## [Work task]
Report each line of the records below that uses the word "reported".

─── Supplied material

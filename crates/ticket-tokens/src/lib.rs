//! Token ownership tracking for the ticket indexer
//!
//! Keeps the fungible balances of the hybrid contract and the current owner of
//! every non-fungible token, for both tracked contract classes.
//!
//! # Components
//!
//! - [`TokenStorage`]: SQLite storage for balances and ownership
//! - [`api::router`]: `/holdings/:address` and `/holders/:tokenType`
//!
//! # Example
//!
//! ```rust,ignore
//! use std::sync::Arc;
//! use ticket_tokens::TokenStorage;
//!
//! let storage = Arc::new(TokenStorage::new("./tokens.db")?);
//! let routes = ticket_tokens::api::router(storage.clone());
//! ```

pub mod api;
pub mod storage;

pub use api::{Erc404Holdings, HolderKind, HoldingsResponse};
pub use storage::{HoldingData, TokenStorage};
//! Per-delivery pipeline: group by transaction, skip what was already
//! applied, apply transfers then logs, mark the transaction processed.

use chrono::{DateTime, Utc};
use serde::Serialize;
use std::collections::{HashMap, HashSet};
use ticket_common::{timestamp_from_secs, TokenClass};
use ticket_lifecycle::Match;

use crate::context::AppContext;
use crate::engine_db::MarkOutcome;
use crate::webhook::payload::{
    ContractLog, Erc20TransferEntry, FungibleTransfer, LogEntry, NftTransfer, NftTransferEntry,
    WebhookPayload,
};
use crate::webhook::updater::EventOrigin;

/// Summary of one delivery
#[derive(Debug, Clone, Copy, Default, PartialEq, Eq, Serialize)]
pub struct WebhookOutcome {
    /// Transactions whose effects were applied by this delivery
    pub applied: usize,
    /// Transactions skipped because they were already applied
    pub skipped: usize,
}

/// Everything one transaction contributed to a delivery
#[derive(Debug, Default)]
struct TxBatch {
    tx_hash: String,
    nft_transfers: Vec<NftTransfer>,
    fungible_transfers: Vec<FungibleTransfer>,
    logs: Vec<ContractLog>,
}

/// Transactions in order of first appearance
#[derive(Default)]
struct TxBatches {
    order: Vec<TxBatch>,
    index: HashMap<String, usize>,
}

impl TxBatches {
    fn entry(&mut self, tx_hash: &str) -> &mut TxBatch {
        let position = match self.index.get(tx_hash) {
            Some(&position) => position,
            None => {
                self.order.push(TxBatch {
                    tx_hash: tx_hash.to_string(),
                    ..Default::default()
                });
                self.index.insert(tx_hash.to_string(), self.order.len() - 1);
                self.order.len() - 1
            }
        };
        &mut self.order[position]
    }
}

/// Validate every item and group them by transaction. Malformed items are
/// dropped with a warning.
fn group_by_transaction(payload: &WebhookPayload) -> Vec<TxBatch> {
    let mut batches = TxBatches::default();

    for entry in &payload.nft_transfers {
        match entry.get().and_then(NftTransferEntry::to_transfer) {
            Ok(transfer) => batches.entry(&transfer.tx_hash.clone()).nft_transfers.push(transfer),
            Err(e) => {
                tracing::warn!(target: "ticket_indexer::webhook", error = %e, "Skipping malformed NFT transfer");
            }
        }
    }

    for entry in &payload.erc20_transfers {
        match entry.get().and_then(Erc20TransferEntry::to_transfer) {
            Ok(transfer) => batches
                .entry(&transfer.tx_hash.clone())
                .fungible_transfers
                .push(transfer),
            Err(e) => {
                tracing::warn!(target: "ticket_indexer::webhook", error = %e, "Skipping malformed fungible transfer");
            }
        }
    }

    for entry in &payload.logs {
        match entry.get().and_then(LogEntry::to_log) {
            Ok(log) => batches.entry(&log.tx_hash.clone()).logs.push(log),
            Err(e) => {
                tracing::warn!(target: "ticket_indexer::webhook", error = %e, "Skipping malformed log");
            }
        }
    }

    batches.order
}

/// Apply an unconfirmed delivery to the stores.
///
/// Failures of individual items are logged and do not stop the delivery;
/// effects already applied are kept.
pub async fn process_payload(ctx: &AppContext, payload: &WebhookPayload) -> WebhookOutcome {
    let timestamp = payload
        .block_timestamp()
        .and_then(timestamp_from_secs)
        .unwrap_or_else(Utc::now);

    let mut outcome = WebhookOutcome::default();

    for batch in group_by_transaction(payload) {
        match ctx.engine_db.already_processed(&batch.tx_hash).await {
            Ok(false) => {}
            Ok(true) => {
                tracing::debug!(
                    target: "ticket_indexer::webhook",
                    tx_hash = %batch.tx_hash,
                    "Transaction already processed"
                );
                outcome.skipped += 1;
                continue;
            }
            Err(e) => {
                tracing::error!(
                    target: "ticket_indexer::webhook",
                    tx_hash = %batch.tx_hash,
                    error = %e,
                    "Failed to check processed transactions"
                );
                continue;
            }
        }

        apply_batch(ctx, &batch, timestamp);

        match ctx.engine_db.mark_processed(&batch.tx_hash).await {
            Ok(MarkOutcome::Marked) => outcome.applied += 1,
            Ok(MarkOutcome::AlreadyProcessed) => {
                tracing::warn!(
                    target: "ticket_indexer::webhook",
                    tx_hash = %batch.tx_hash,
                    "Transaction was marked by a concurrent delivery"
                );
                outcome.skipped += 1;
            }
            Err(e) => {
                tracing::error!(
                    target: "ticket_indexer::webhook",
                    tx_hash = %batch.tx_hash,
                    error = %e,
                    "Failed to mark transaction as processed"
                );
            }
        }
    }

    if let Some(block) = payload.block_number() {
        if let Err(e) = ctx.engine_db.set_stat("last_block", &block.to_string()).await {
            tracing::warn!(target: "ticket_indexer::webhook", error = %e, "Failed to record last block");
        }
    }

    outcome
}

fn apply_batch(ctx: &AppContext, batch: &TxBatch, timestamp: DateTime<Utc>) {
    // Repeated ids on the hybrid contract within one transaction are reported
    // once per transfer leg; only the first is applied
    let mut seen_erc404 = HashSet::new();

    for transfer in &batch.nft_transfers {
        if ctx.updater.classify(&transfer.contract) == Some(TokenClass::Erc404)
            && !seen_erc404.insert(transfer.token_id.as_str())
        {
            tracing::debug!(
                target: "ticket_indexer::webhook",
                tx_hash = %batch.tx_hash,
                token_id = %transfer.token_id,
                "Dropping repeated ERC404 token id"
            );
            continue;
        }

        if let Err(e) = ctx.updater.apply_nft_transfer(transfer) {
            tracing::error!(
                target: "ticket_indexer::webhook",
                tx_hash = %batch.tx_hash,
                token_id = %transfer.token_id,
                error = %e,
                "Failed to apply NFT transfer"
            );
        }
    }

    for transfer in &batch.fungible_transfers {
        if let Err(e) = ctx.updater.apply_fungible_transfer(transfer) {
            tracing::error!(
                target: "ticket_indexer::webhook",
                tx_hash = %batch.tx_hash,
                error = %e,
                "Failed to apply fungible transfer"
            );
        }
    }

    for log in &batch.logs {
        let event = match ctx.decoder.decode(&log.raw) {
            Match::Matched(event) => event,
            Match::Unmatched => {
                tracing::debug!(
                    target: "ticket_indexer::webhook",
                    tx_hash = %batch.tx_hash,
                    address = %log.raw.address,
                    log_index = ?log.log_index,
                    "Log matched no known event"
                );
                continue;
            }
        };

        let origin = EventOrigin {
            contract: &log.raw.address,
            tx_hash: &batch.tx_hash,
            timestamp,
        };
        if let Err(e) = ctx.updater.apply_event(&event, origin) {
            tracing::error!(
                target: "ticket_indexer::webhook",
                tx_hash = %batch.tx_hash,
                event = event.name(),
                error = %e,
                "Failed to apply event"
            );
        }
    }
}
//! Webhook ingestion.
//!
//! `POST /webhook` always answers 200 so the provider never retries a
//! delivery; problems are reported in the logs and the response message.

pub mod payload;
pub mod processor;
pub mod updater;

use axum::{body::Bytes, extract::State, http::StatusCode, response::Json};
use serde::{Deserialize, Serialize};
use std::sync::Arc;

use crate::context::AppContext;
use payload::WebhookPayload;
pub use processor::{process_payload, WebhookOutcome};

/// Response body of `POST /webhook`
#[derive(Debug, Serialize, Deserialize)]
pub struct WebhookResponse {
    pub message: String,
    #[serde(skip_serializing_if = "Option::is_none")]
    pub applied: Option<usize>,
    #[serde(skip_serializing_if = "Option::is_none")]
    pub skipped: Option<usize>,
}

impl WebhookResponse {
    fn message(message: &str) -> Self {
        Self {
            message: message.to_string(),
            applied: None,
            skipped: None,
        }
    }
}

pub async fn webhook_handler(
    State(ctx): State<Arc<AppContext>>,
    body: Bytes,
) -> (StatusCode, Json<WebhookResponse>) {
    let payload: WebhookPayload = match serde_json::from_slice(&body) {
        Ok(payload) => payload,
        Err(e) => {
            tracing::warn!(
                target: "ticket_indexer::webhook",
                error = %e,
                bytes = body.len(),
                "Unparseable webhook body"
            );
            return (
                StatusCode::OK,
                Json(WebhookResponse::message("Invalid payload ignored")),
            );
        }
    };

    if payload.confirmed {
        tracing::debug!(target: "ticket_indexer::webhook", "Skipping confirmed delivery");
        return (
            StatusCode::OK,
            Json(WebhookResponse::message("Skipped confirmed block")),
        );
    }

    tracing::info!(
        target: "ticket_indexer::webhook",
        chain_id = ?payload.chain_id,
        block = ?payload.block_number(),
        nft_transfers = payload.nft_transfers.len(),
        erc20_transfers = payload.erc20_transfers.len(),
        logs = payload.logs.len(),
        "Received webhook"
    );

    let outcome = process_payload(&ctx, &payload).await;

    tracing::info!(
        target: "ticket_indexer::webhook",
        applied = outcome.applied,
        skipped = outcome.skipped,
        "Webhook processed"
    );

    (
        StatusCode::OK,
        Json(WebhookResponse {
            message: "Webhook processed".to_string(),
            applied: Some(outcome.applied),
            skipped: Some(outcome.skipped),
        }),
    )
}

──────

## [Solution below]
    // Repeated ids on the hybrid contract within one transaction are reported
//! delivery; problems are reported in the logs and the response message.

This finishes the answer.